(Door Frank Flippo)
De boom stribbelt tegen, met dwarse takken, als ik probeer mijn fiets ertegen te parkeren. Die moet ongezien blijven voor lichten van voorbijrijdende auto’s die over de provinciale weg langs het bos jagen.
Het is nog redelijk licht omdat ik aan de rand sta van een kapvlakte, zelfs al is de zon onder. Ik wil echt buiten zijn en doe mijn schoenen en sokken uit, loop het frisse gras door en een eindje verder door varens, waar omtrekken van rijen beukenbomen door de invallende schemer dreigender lijken. Mijn blote voeten voelen kwetsbaar nu ze het zonder de hulp van mijn ogen moeten stellen. Achter mij boren de lichten van een landhuis in mijn rug, maar het zal niet lang duren voor ik die achter me laat. Zo lang mijn GSM bij mij is ben ik traceerbaar. Meneer, u loopt hier na zonsondergang en op blote voeten?

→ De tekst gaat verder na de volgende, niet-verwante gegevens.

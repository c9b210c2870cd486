//! A small query-descriptor language for the `feedbacks` table.
//!
//! The dashboard composes these from user filters and the row store turns
//! them into SQL. Columns are a closed enum so a descriptor can never name
//! anything the store does not expose. Owner scoping is NOT part of the
//! descriptor: the store always adds it from the authenticated caller.

use chrono::{DateTime, Utc};
use serde::{Deserialize, Serialize};

#[derive(Debug, Clone, Copy, PartialEq, Eq, Hash, Serialize, Deserialize)]
#[serde(rename_all = "snake_case")]
pub enum Column {
    SenderEmail,
    SenderName,
    Subject,
    Summary,
    AverageRating,
    ReceivedAt,
    ProcessedAt,
}

impl Column {
    pub fn as_sql(&self) -> &'static str {
        match self {
            Self::SenderEmail => "sender_email",
            Self::SenderName => "sender_name",
            Self::Subject => "subject",
            Self::Summary => "summary",
            Self::AverageRating => "average_rating",
            Self::ReceivedAt => "received_at",
            Self::ProcessedAt => "processed_at",
        }
    }
}

#[derive(Debug, Clone, PartialEq, Serialize, Deserialize)]
#[serde(tag = "kind", content = "value", rename_all = "snake_case")]
pub enum Value {
    Number(f64),
    Timestamp(DateTime<Utc>),
}

/// Case folding used for every `Contains` comparison, on the client and in
/// the store alike, so both sides agree on non-ASCII text.
pub fn fold_case(text: &str) -> String {
    text.to_lowercase()
}

#[derive(Debug, Clone, PartialEq, Serialize, Deserialize)]
#[serde(tag = "op", rename_all = "snake_case")]
pub enum Predicate {
    /// Case-insensitive substring match; true if ANY listed column matches.
    Contains { columns: Vec<Column>, needle: String },
    /// `column >= value` (inclusive lower bound)
    Gte { column: Column, value: Value },
    /// `column < value` (exclusive upper bound)
    Lt { column: Column, value: Value },
    IsNull { column: Column },
    NotNull { column: Column },
}

#[derive(Debug, Clone, Copy, PartialEq, Serialize, Deserialize)]
pub struct OrderBy {
    pub column: Column,
    pub ascending: bool,
}

#[derive(Debug, Clone, Copy, PartialEq, Eq, Serialize, Deserialize)]
pub struct Range {
    pub offset: u64,
    pub limit: u64,
}

#[derive(Debug, Clone, PartialEq, Default, Serialize, Deserialize)]
pub struct FeedbackQuery {
    #[serde(default)]
    pub predicates: Vec<Predicate>,
    #[serde(default)]
    pub order: Option<OrderBy>,
    #[serde(default)]
    pub range: Option<Range>,
    /// Ask the store for the exact number of matching rows (ignores `range`).
    #[serde(default)]
    pub count: bool,
}

impl FeedbackQuery {
    pub fn new() -> Self {
        Self::default()
    }

    pub fn filter(mut self, predicate: Predicate) -> Self {
        self.predicates.push(predicate);
        self
    }

    pub fn order_by(mut self, column: Column, ascending: bool) -> Self {
        self.order = Some(OrderBy { column, ascending });
        self
    }

    pub fn range(mut self, offset: u64, limit: u64) -> Self {
        self.range = Some(Range { offset, limit });
        self
    }

    pub fn with_count(mut self) -> Self {
        self.count = true;
        self
    }

    /// True when at least one predicate narrows the result set.
    pub fn is_filtered(&self) -> bool {
        !self.predicates.is_empty()
    }
}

Langzaam loop ik achteruit de donkere beukentunnel in en weer uit, het nu wegstervende laatste daglicht in. Links loopt een zandpad door een licht lariksbos, dat ziet er heel geschikt uit voor blootsvoets. Ik stap het op en stoot direct mijn tenen gevoelig tegen de stomp van een jong boompje midden op het paadje. Ze tintelen nog na als ik schielijk weer in mijn sokken en schoenen schiet. Einde experiment, einde larikspad, In boots durf ik de zwarte berg wel op. Terug lopend zie ik in het zuidelijk invallende late licht het stompje duidelijk afgetekend, waar dat vanaf de andere kant onzichtbaar was.

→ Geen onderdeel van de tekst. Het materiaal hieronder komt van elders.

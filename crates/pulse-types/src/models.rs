use chrono::{DateTime, Utc};
use serde::{Deserialize, Serialize};
use uuid::Uuid;

#[derive(Debug, Clone, PartialEq, Serialize, Deserialize)]
pub struct User {
    pub id: Uuid,
    pub username: String,
    pub email: String,
    pub created_at: DateTime<Utc>,
    pub updated_at: DateTime<Utc>,
}

/// A single piece of inbound feedback owned by one user.
///
/// `average_rating` is `None` when the sender gave no rating; a stored `0.0`
/// is a real (very low) rating. `processed_at` is `None` until the owner marks
/// the row processed, and never goes back.
#[derive(Debug, Clone, PartialEq, Serialize, Deserialize)]
pub struct Feedback {
    pub id: Uuid,
    pub user_id: Uuid,
    pub username: String,
    pub sender_email: String,
    pub sender_name: Option<String>,
    pub subject: Option<String>,
    pub raw_json: serde_json::Value,
    pub average_rating: Option<f64>,
    pub summary: Option<String>,
    pub processed_at: Option<DateTime<Utc>>,
    pub received_at: DateTime<Utc>,
}

impl Feedback {
    pub fn is_processed(&self) -> bool {
        self.processed_at.is_some()
    }
}

/// A row of the `current_issues` table.
#[derive(Debug, Clone, PartialEq, Serialize, Deserialize)]
pub struct Issue {
    pub id: Uuid,
    pub username: String,
    pub issue_title: String,
    pub created_at: DateTime<Utc>,
}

Als een doodse obelisk troont de Kaaptoren in de diepe schemering. Zonder uitzicht heeft beklimmen voor mij geen zin en ik keer me van hem af, verlaat de zware beukenlaan die omlaag voert voor een iets steiler kronkelpad. Hier raken de bladeren en takken mij bijna, hier pas ben ik in het bos. Langs de tumulus die ik de elfenheuvel ben gaan noemen sinds ik daar bij een enkele zeldzame gelegenheid daar vanuit mijn ooghoek iets heb zien schemeren waar geen nuchtere verklaring voor kan worden gevonden.
Ik daal nog verder af, waar ik reliëf en boomgroepen ontdek die ik hier nooit eerder zag, en precies daar, een vork naar een onbekend pad, vol geulen en met mosbanken. Ongeziene dieren ritselen, ik word een afwerende, waakzame aanwezigheid gewaar direct als ik mij van het gewone pad af, tussen de bomen daar begeef. Zij kennen deze indringer niet.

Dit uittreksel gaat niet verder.